I wonder if you could respond to that.
As well, we know that the Auditor General has said that Health Canada has been slow to approve alternate suppliers. This has also been part of the problem. I know that right now we're under an expedited process, but how long will that continue? I think the Auditor General did make that a very clear issue in terms of the approval process itself.
We're working very diligently to determine how quickly.... We've undertaken a number of new processes. Unfortunately, I cannot give the committee an exact date today. We will be happy to follow up.
We're developing a work plan. We've hired new staff. We have to see how the training goes and how quickly they can get up to speed. We're also collaborating with foreign jurisdictions. If another jurisdiction has already approved a drug that is now in the queue for us, we collaborate with them. We want to see how those efforts work out so we can move through and get caught up as quickly as possible.
There is one thing about generics, and it was a deliberate decision. From a public health point of view, our priority was new, innovative therapies that are very important in treating new illnesses. Now we're catching up with generics. We have every intention of getting caught up, because we understand how important they are to the health system. We would be happy to table a more detailed plan with timelines on when we can do that.
On the issue of whether we should be overseeing where there's a sole source, we are happy to do our part. We will need to work with the provinces, and the provinces will need to work with the bulk purchasers. We license numerous suppliers. They are not responsible for telling us if they're supplying; we authorize the drug, give it a DIN, and give the company a notice of compliance. It then goes into the market.

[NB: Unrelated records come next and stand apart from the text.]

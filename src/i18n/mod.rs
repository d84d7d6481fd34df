// SPDX-License-Identifier: MPL-2.0
//! Internationalization (i18n) support for the application.
//!
//! Translations are Fluent `.ftl` files embedded at build time. English
//! (`en-US`) and Simplified Chinese (`zh-CN`) ship with the application;
//! English doubles as the fallback for keys missing in another locale.
//!
//! # Features
//!
//! - Automatic locale detection from CLI, config, or system settings
//! - Runtime language switching
//! - Fallback to the default locale when a translation is missing

pub mod fluent;
// SPDX-License-Identifier: MPL-2.0
//! Answer validation.
//!
//! A stage report separates two outcomes that the wizard treats differently:
//! `missing` (required question without an answer) can be skipped when the
//! user confirms, `invalid` (an answer that breaks the question's rules)
//! always blocks.

use super::answers::{Answer, Answers};
use super::definition::{Question, QuestionKind, Questionnaire, Stage};

/// Why an answer was rejected.
#[derive(Debug, Clone, PartialEq)]
pub enum Issue {
    NotANumber,
    OutOfRange { min: Option<f64>, max: Option<f64> },
    TooFewSelections { min: usize },
    /// Choice id not offered by the question, or an answer of the wrong shape.
    UnknownOption,
}

#[derive(Debug, Clone, PartialEq)]
pub struct InvalidAnswer {
    pub question_id: String,
    pub issue: Issue,
}

/// Result of checking one stage.
#[derive(Debug, Clone, Default, PartialEq)]
pub struct StageReport {
    /// Required questions without an answer, in definition order.
    pub missing: Vec<String>,
    pub invalid: Vec<InvalidAnswer>,
}

impl StageReport {
    #[must_use]
    pub fn is_ok(&self) -> bool {
        self.missing.is_empty() && self.invalid.is_empty()
    }

    #[must_use]
    pub fn has_invalid(&self) -> bool {
        !self.invalid.is_empty()
    }

    #[must_use]
    pub fn has_missing(&self) -> bool {
        !self.missing.is_empty()
    }
}

/// Parses a number answer. Surrounding whitespace and `_`/`,` group
/// separators are accepted; non-finite values are not.
#[must_use]
pub fn parse_number(raw: &str) -> Option<f64> {
    let cleaned: String = raw
        .trim()
        .chars()
        .filter(|c| *c != '_' && *c != ',')
        .collect();
    cleaned.parse::<f64>().ok().filter(|value| value.is_finite())
}

/// Checks a single answer against its question.
#[must_use]
pub fn validate_answer(question: &Question, answer: &Answer) -> Option<Issue> {
    match (&question.kind, answer) {
        (QuestionKind::SingleChoice { .. }, Answer::Choice(option)) => {
            (!question.has_option(option)).then_some(Issue::UnknownOption)
        }
        (QuestionKind::MultiChoice { min_selected, .. }, Answer::Choices(selected)) => {
            if selected.iter().any(|option| !question.has_option(option)) {
                Some(Issue::UnknownOption)
            } else if selected.len() < *min_selected {
                Some(Issue::TooFewSelections { min: *min_selected })
            } else {
                None
            }
        }
        (QuestionKind::Text { .. }, Answer::Text(_)) => None,
        (QuestionKind::Number { min, max }, Answer::Number(raw)) => match parse_number(raw) {
            None => Some(Issue::NotANumber),
            Some(value)
                if min.is_some_and(|min| value < min) || max.is_some_and(|max| value > max) =>
            {
                Some(Issue::OutOfRange {
                    min: *min,
                    max: *max,
                })
            }
            Some(_) => None,
        },
        _ => Some(Issue::UnknownOption),
    }
}

/// Reports missing and invalid answers for one stage.
#[must_use]
pub fn validate_stage(stage: &Stage, answers: &Answers) -> StageReport {
    let mut report = StageReport::default();
    for question in &stage.questions {
        match answers.get(&question.id).filter(|answer| !answer.is_blank()) {
            None if question.required => report.missing.push(question.id.clone()),
            None => {}
            Some(answer) => {
                if let Some(issue) = validate_answer(question, answer) {
                    report.invalid.push(InvalidAnswer {
                        question_id: question.id.clone(),
                        issue,
                    });
                }
            }
        }
    }
    report
}

/// Index of the first stage with missing or invalid answers.
#[must_use]
pub fn first_incomplete_stage(questionnaire: &Questionnaire, answers: &Answers) -> Option<usize> {
    questionnaire
        .stages()
        .iter()
        .position(|stage| !validate_stage(stage, answers).is_ok())
}

/// Number of required questions without an answer across all stages.
#[must_use]
pub fn missing_required_count(questionnaire: &Questionnaire, answers: &Answers) -> usize {
    questionnaire
        .stages()
        .iter()
        .map(|stage| validate_stage(stage, answers).missing.len())
        .sum()
}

In some instances there is competition among bulk purchasers for the best possible price. They don't collaborate and share that information. There would need to be a willingness from the health system to share with the provinces and with us whom they've chosen to supply which drugs so we could determine if there are sole sources for those drugs as we move forward.
Certainly if there's a willingness among all the jurisdictions to move forward—and we have a regular call with the provinces about that—we will be happy to do our part in that process.